> _Exercise prompt_: Go through the entries below and pick out every line with "Display".

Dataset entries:
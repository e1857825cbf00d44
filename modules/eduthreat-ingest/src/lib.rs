//! Ingestion & consolidation engine.
//!
//! Source adapters hand raw [`eduthreat_common::IncidentDraft`]s to the
//! [`ConsolidationEngine`], which resolves them against the entity store:
//! per-source idempotency first, then cross-source merge-by-shared-reference.
//! The [`WatermarkTracker`] bounds how far back incremental adapter runs must
//! page, and the [`IngestRunner`] ties adapters, engine, and watermarks into
//! one fault-isolated run.

pub mod adapter;
pub mod engine;
pub mod merge;
pub mod report;
pub mod runner;
pub mod watermark;

pub use adapter::{SourceAdapter, SourceRegistry};
pub use engine::ConsolidationEngine;
pub use report::{IngestReport, SourceReport};
pub use runner::{IngestConfig, IngestRunner};
pub use watermark::WatermarkTracker;
use chrono::{DateTime, NaiveDate, Utc};
use serde::{Deserialize, Serialize};
use sha2::{Digest, Sha256};

use crate::canonical::canonical_url_set;
use crate::error::EduThreatError;

// --- Enums ---

/// How much a source's reporting is trusted on its own.
/// Ordered so `max()` yields the stronger tier.
#[derive(Debug, Clone, Copy, PartialEq, Eq, PartialOrd, Ord, Hash, Serialize, Deserialize)]
#[serde(rename_all = "snake_case")]
pub enum Confidence {
    Low,
    Medium,
    High,
}

impl std::fmt::Display for Confidence {
    fn fmt(&self, f: &mut std::fmt::Formatter<'_>) -> std::fmt::Result {
        match self {
            Confidence::Low => write!(f, "low"),
            Confidence::Medium => write!(f, "medium"),
            Confidence::High => write!(f, "high"),
        }
    }
}

impl Confidence {
    pub fn from_str_loose(s: &str) -> Self {
        match s.to_lowercase().as_str() {
            "high" => Confidence::High,
            "low" => Confidence::Low,
            _ => Confidence::Medium,
        }
    }
}

#[derive(Debug, Clone, Copy, PartialEq, Eq, Serialize, Deserialize)]
#[serde(rename_all = "snake_case")]
pub enum IncidentStatus {
    Suspected,
    Confirmed,
}

impl std::fmt::Display for IncidentStatus {
    fn fmt(&self, f: &mut std::fmt::Formatter<'_>) -> std::fmt::Result {
        match self {
            IncidentStatus::Suspected => write!(f, "suspected"),
            IncidentStatus::Confirmed => write!(f, "confirmed"),
        }
    }
}

impl IncidentStatus {
    pub fn from_str_loose(s: &str) -> Self {
        match s.to_lowercase().as_str() {
            "confirmed" => IncidentStatus::Confirmed,
            _ => IncidentStatus::Suspected,
        }
    }
}

/// How precisely the incident date is known.
#[derive(Debug, Clone, Copy, PartialEq, Eq, Serialize, Deserialize)]
#[serde(rename_all = "snake_case")]
pub enum DatePrecision {
    Day,
    Month,
    Year,
    Unknown,
}

impl DatePrecision {
    /// Higher is finer. `day` beats `month` beats `year` beats `unknown`.
    pub fn fineness(&self) -> u8 {
        match self {
            DatePrecision::Day => 3,
            DatePrecision::Month => 2,
            DatePrecision::Year => 1,
            DatePrecision::Unknown => 0,
        }
    }

    pub fn from_str_loose(s: &str) -> Self {
        match s.to_lowercase().as_str() {
            "day" => DatePrecision::Day,
            "month" => DatePrecision::Month,
            "year" => DatePrecision::Year,
            _ => DatePrecision::Unknown,
        }
    }
}

impl std::fmt::Display for DatePrecision {
    fn fmt(&self, f: &mut std::fmt::Formatter<'_>) -> std::fmt::Result {
        match self {
            DatePrecision::Day => write!(f, "day"),
            DatePrecision::Month => write!(f, "month"),
            DatePrecision::Year => write!(f, "year"),
            DatePrecision::Unknown => write!(f, "unknown"),
        }
    }
}

#[derive(Debug, Clone, Copy, PartialEq, Eq, Serialize, Deserialize)]
#[serde(rename_all = "snake_case")]
pub enum InstitutionType {
    University,
    School,
    ResearchInstitute,
    Unknown,
}

impl std::fmt::Display for InstitutionType {
    fn fmt(&self, f: &mut std::fmt::Formatter<'_>) -> std::fmt::Result {
        match self {
            InstitutionType::University => write!(f, "university"),
            InstitutionType::School => write!(f, "school"),
            InstitutionType::ResearchInstitute => write!(f, "research_institute"),
            InstitutionType::Unknown => write!(f, "unknown"),
        }
    }
}

impl InstitutionType {
    pub fn from_str_loose(s: &str) -> Self {
        match s.to_lowercase().as_str() {
            "university" | "college" => InstitutionType::University,
            "school" | "k-12" | "k12" => InstitutionType::School,
            "research_institute" | "research institute" => InstitutionType::ResearchInstitute,
            _ => InstitutionType::Unknown,
        }
    }
}

// --- Consolidation outcome ---

/// What the consolidation engine did with one draft.
#[derive(Debug, Clone, PartialEq, Eq)]
pub enum ConsolidationOutcome {
    /// This source already reported this native item; nothing was written.
    SkippedDuplicate,
    /// A brand-new incident was created.
    InsertedNew(String),
    /// The draft was folded into an existing incident (possibly bridging
    /// several previously separate incidents into the surviving one).
    MergedInto(String),
}

// --- Draft (raw, pre-consolidation observation from one source) ---

/// One source's raw observation of an incident, before entity resolution.
/// Fixed shape with explicit optionals; validated at the ingestion boundary.
#[derive(Debug, Clone, Serialize, Deserialize)]
pub struct IncidentDraft {
    pub source: String,
    /// Source-native stable ID (e.g. a ransomware.live slug). None for
    /// sources without stable native IDs.
    pub source_event_id: Option<String>,

    pub institution_name: String,
    /// Untouched original victim label from the source.
    pub institution_raw_name: Option<String>,
    pub institution_type: Option<InstitutionType>,
    pub country: Option<String>,
    pub region: Option<String>,
    pub city: Option<String>,

    pub incident_date: Option<NaiveDate>,
    pub date_precision: DatePrecision,
    pub source_published_date: Option<NaiveDate>,

    pub title: Option<String>,
    pub subtitle: Option<String>,

    /// Reference URLs used for entity resolution and later enrichment
    /// (news articles, official statements). Raw form; canonicalized by
    /// the engine.
    pub urls: Vec<String>,

    /// CTI/infra reference URLs, tracked but never fetched for enrichment.
    pub leak_site_url: Option<String>,
    pub source_detail_url: Option<String>,
    pub screenshot_url: Option<String>,

    pub attack_type_hint: Option<String>,
    pub status: IncidentStatus,
    pub confidence: Confidence,
    pub notes: Option<String>,
}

> _Result for this exercise_:
impl std::fmt::Display for Confidence {
impl std::fmt::Display for IncidentStatus {
impl std::fmt::Display for DatePrecision {
impl std::fmt::Display for InstitutionType {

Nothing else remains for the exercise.